Saviez-vous qu’il existe une section du projet Gutenberg dédiée aux autrices de science-fiction ? C’est dans ce rayon que j’ai trouvé cette brève nouvelle de Thelma Hamm. Voici ma traduction du texte original sous licence Project Gutenberg initialement paru dans un magazine américain de SF en septembre 1952 et dont le copyright n’a jamais été renouvelé.
Le dernier repas
Embarrassée comme elle l’était par l’enfant dans ses bras, la femme courait moins vite maintenant. Guldran éprouva une intense jubilation qui atténuait son sentiment de culpabilité : il avait désobéi aux ordres.
Les instructions étaient impératives et concises : « Aucune capture ne doit être tentée individuellement. En cas d’observation d’une forme quelconque de vie humaine, le vaisseau amiral DOIT être averti immédiatement. Toutes les navettes de reconnaissance doivent être de retour à l’aire d’atterrissage au plus tard une heure avant le décollage. Si l’une quelconque ne le fait pas, elle sera considérée comme perdue. »
Guldran pensa aux grands océans de neige et de glace qui se succédaient inexorablement depuis que la Terre avait vacillé sur son axe lors de la grande catastrophe du millénaire dernier. Désormais, été comme hiver, des coups de vent et des blizzards paralysants s’annonçaient, précédés par la neige poudreuse. Cette neige dans laquelle les pieds vêtus de peau de la femme avaient laissé les traces qui l’avaient mené sur sa piste.
Son esprit d’anthropologue chevronné spéculait avidement sur le peu qu’ils avaient obtenu du plus jeune des deux hommes trouvé près d’une semaine auparavant, presque gelé et à moitié affamé. L’homme plus âgé avait succombé presque aussitôt ; l’autre, dans le langage des signes le plus primitif, avait indiqué que, de plusieurs humains vivant dans des grottes à l’ouest, seuls lui et l’autre avaient survécu pour échapper à une mystérieuse terreur. Guldran eut soudain pitié de la femme et de son enfant, abandonnés par les hommes, sans doute, comme un fardeau encombrant.

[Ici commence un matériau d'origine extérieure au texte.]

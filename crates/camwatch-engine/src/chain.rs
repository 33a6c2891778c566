//! 2단계 프롬프트 체인.
//!
//! 같은 프레임으로 두 번 호출한다: 1차는 원시 프레임 분석,
//! 2차는 1차 결과를 덧붙인 후속 질문.
//!
//! 순서 보장: 2차 호출은 1차 결과가 확정된 뒤에만 나간다.
//! 1차 실패 → 체인 전체 실패 (2차 호출 없음).
//! 2차 실패 → 부분 성공 — 1차 결과는 절대 버리지 않는다.

use tracing::{debug, warn};

use camwatch_core::error::CoreError;
use camwatch_core::models::analysis::{
    Outcome, NO_RESPONSE_SENTINEL, SECONDARY_FAILED_SENTINEL,
};
use camwatch_core::models::image::ImagePayload;
use camwatch_core::ports::completion::CompletionProvider;

/// 체인 실행 결과 — 기록 생성 전의 중간 산출물
#[derive(Debug, Clone, PartialEq, Eq)]
pub struct ChainOutput {
    /// 1차 응답 텍스트
    pub primary_text: String,
    /// 2차 응답 텍스트 (실패 시 실패 문자열)
    pub secondary_text: String,
    /// Success 또는 Partial (1차 실패는 `run_chain`의 Err)
    pub outcome: Outcome,
}

/// 후속 프롬프트 합성.
///
/// 2차 호출의 프롬프트는 (2차 프롬프트, 1차 결과)의 결정적 함수다.
/// 템플릿: `"{secondary}\n\nPrimary said: \"{primary}\""`
pub fn compose_followup(secondary_prompt: &str, primary_text: &str) -> String {
    format!("{secondary_prompt}\n\nPrimary said: \"{primary_text}\"")
}

/// 빈 응답을 대체 문자열로 정규화
fn normalize_reply(text: String) -> String {
    if text.trim().is_empty() {
        NO_RESPONSE_SENTINEL.to_string()
    } else {
        text
    }
}

/// 체인 실행 — 프레임 하나에 대해 1차 → 2차 순차 호출.
///
/// 반환:
/// - `Ok(ChainOutput { outcome: Success })` — 둘 다 성공
/// - `Ok(ChainOutput { outcome: Partial })` — 1차 성공, 2차 실패
/// - `Err(e)` — 1차 실패 (2차는 시도조차 하지 않음)
pub async fn run_chain(
    provider: &dyn CompletionProvider,
    image: &ImagePayload,
    primary_prompt: &str,
    secondary_prompt: &str,
) -> Result<ChainOutput, CoreError> {
    let primary_text = normalize_reply(provider.complete(image, primary_prompt).await?);
    debug!(chars = primary_text.len(), "1차 단계 완료");

    let followup = compose_followup(secondary_prompt, &primary_text);

    match provider.complete(image, &followup).await {
        Ok(secondary_text) => Ok(ChainOutput {
            primary_text,
            secondary_text: normalize_reply(secondary_text),
            outcome: Outcome::Success,
        }),
        Err(e) => {
            // 2차 실패는 체인을 실패시키지 않는다 — 1차 결과 보존
            warn!(error = %e, "2차 단계 실패, 부분 결과로 강등");
            Ok(ChainOutput {
                primary_text,
                secondary_text: SECONDARY_FAILED_SENTINEL.to_string(),
                outcome: Outcome::Partial,
            })
        }
    }
}

#[cfg(test)]
mod tests {
    use super::*;
    use async_trait::async_trait;
    use camwatch_core::models::image::ImageKind;
    use parking_lot::Mutex;
    use std::sync::atomic::{AtomicUsize, Ordering};

    /// 스크립트된 응답을 순서대로 돌려주는 모의 제공자
    struct ScriptedProvider {
        replies: Mutex<Vec<Result<String, CoreError>>>,
        calls: AtomicUsize,
        prompts: Mutex<Vec<String>>,
    }

    impl ScriptedProvider {
        fn new(replies: Vec<Result<String, CoreError>>) -> Self {
            Self {
                replies: Mutex::new(replies),
                calls: AtomicUsize::new(0),
                prompts: Mutex::new(Vec::new()),
            }
        }

        fn call_count(&self) -> usize {
            self.calls.load(Ordering::SeqCst)
        }
    }

    #[async_trait]
    impl CompletionProvider for ScriptedProvider {
        async fn complete(
            &self,
            _image: &ImagePayload,
            prompt: &str,
        ) -> Result<String, CoreError> {
            self.calls.fetch_add(1, Ordering::SeqCst);
            self.prompts.lock().push(prompt.to_string());
            self.replies.lock().remove(0)
        }

        fn provider_name(&self) -> &str {
            "scripted"
        }
    }

    fn frame() -> ImagePayload {
        ImagePayload::new(ImageKind::Jpeg, vec![1, 2, 3])
    }

    #[test]
    fn followup_template_is_deterministic() {
        let composed = compose_followup("Is it dangerous?", "A cat");
        assert_eq!(composed, "Is it dangerous?\n\nPrimary said: \"A cat\"");
    }

    #[tokio::test]
    async fn both_stages_succeed() {
        let provider = ScriptedProvider::new(vec![
            Ok("A cat".to_string()),
            Ok("Not dangerous".to_string()),
        ]);

        let output = run_chain(&provider, &frame(), "What is it?", "Is it dangerous?")
            .await
            .unwrap();

        assert_eq!(output.outcome, Outcome::Success);
        assert_eq!(output.primary_text, "A cat");
        assert_eq!(output.secondary_text, "Not dangerous");
        assert_eq!(provider.call_count(), 2);

        // 2차 프롬프트에 1차 결과가 박혀 있어야 한다
        let prompts = provider.prompts.lock();
        assert_eq!(prompts[1], "Is it dangerous?\n\nPrimary said: \"A cat\"");
    }

    #[tokio::test]
    async fn primary_failure_skips_secondary() {
        let provider = ScriptedProvider::new(vec![Err(CoreError::Endpoint {
            status: 500,
            message: "boom".to_string(),
        })]);

        let err = run_chain(&provider, &frame(), "What is it?", "Is it dangerous?")
            .await
            .unwrap_err();

        assert!(matches!(err, CoreError::Endpoint { status: 500, .. }));
        // 2차 호출은 절대 나가지 않는다
        assert_eq!(provider.call_count(), 1);
    }

    #[tokio::test]
    async fn secondary_failure_degrades_to_partial() {
        let provider = ScriptedProvider::new(vec![
            Ok("A cat".to_string()),
            Err(CoreError::Timeout),
        ]);

        let output = run_chain(&provider, &frame(), "What is it?", "Is it dangerous?")
            .await
            .unwrap();

        assert_eq!(output.outcome, Outcome::Partial);
        assert_eq!(output.primary_text, "A cat");
        assert_eq!(output.secondary_text, SECONDARY_FAILED_SENTINEL);
        assert_eq!(provider.call_count(), 2);
    }

    #[tokio::test]
    async fn empty_replies_become_sentinel() {
        let provider =
            ScriptedProvider::new(vec![Ok("  ".to_string()), Ok(String::new())]);

        let output = run_chain(&provider, &frame(), "p", "s").await.unwrap();

        assert_eq!(output.primary_text, NO_RESPONSE_SENTINEL);
        assert_eq!(output.secondary_text, NO_RESPONSE_SENTINEL);
        assert_eq!(output.outcome, Outcome::Success);
    }
}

Mais quel coup de chance qu’il reste un mâle et une femelle de la race pour porter la semence de Terre sur une autre planète ! Et quel triomphe si c’était lui, Guldran, qui allait revenir à la dernière minute avec ce trophée… Pas besoin d’appeler à l’aide. Ce n’était pas une dangereuse troupe de guerriers armés, mais l’être le plus dépourvu de défense de l’Univers – une mère chargée d’un enfant.
Guldran accéléra de nouveau. Ses précédents cris n’avaient servi qu’à inciter la femme à redoubler d’efforts. Il y avait sûrement un mot magique qui avait survécu même aux siècles d’analphabétisme. Quelque chose qui équivalait à « du pain et du sel » pour tous les peuples analphabètes. Mettant les mains à la bouche en porte-voix, il cria : « Nourriture ! Nourriture ! Nourriture ! »

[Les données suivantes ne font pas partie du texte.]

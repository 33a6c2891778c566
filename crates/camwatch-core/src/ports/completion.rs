//! 비전 완성(completion) 포트.
//!
//! 구현: `camwatch-network` crate (`OpenAiVisionClient`)

use async_trait::async_trait;

use crate::error::CoreError;
use crate::models::image::ImagePayload;

/// 비전 완성 제공자 — (프레임, 프롬프트) 한 쌍당 한 번의 왕복.
///
/// 내부 재시도는 하지 않는다. 재시도 정책이 필요하면 호출자 몫이다.
/// 호출마다 과금될 수 있으므로 멱등으로 취급하지 않는다.
#[async_trait]
pub trait CompletionProvider: Send + Sync {
    /// 프레임 + 프롬프트를 업스트림에 보내고 응답 텍스트를 반환.
    ///
    /// 실패 분류:
    /// - non-2xx → `Endpoint { status, message }`
    /// - 시간 초과 → `Timeout`
    /// - 응답에서 텍스트 추출 불가 → `MalformedResponse`
    async fn complete(&self, image: &ImagePayload, prompt: &str) -> Result<String, CoreError>;

    /// 제공자 이름 (예: "openai-vision")
    fn provider_name(&self) -> &str;
}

Devant lui, la femme tourna la tête, parut hésiter un instant dans sa course ; elle ralentit un peu mais continua à courir avec acharnement.
Le pouls de Guldran bondit. Il cria encore : « De la nourriture ! »
Dès que son pied toucha la surface cisaillée du piège, il comprit qu’il avait échoué. Alors que son corps s’écrasait sur les pieux aiguisés par le feu, il connut lui aussi la terreur que les derniers hommes de la race humaine avaient fui.
Au-dessus de lui, la femme le regardait avec des dents luisantes de louve. Elle montra du doigt la fosse ; elle s’adressa avec exultation à son enfant.
« Nourriture ! » dit la dernière femme sur Terre.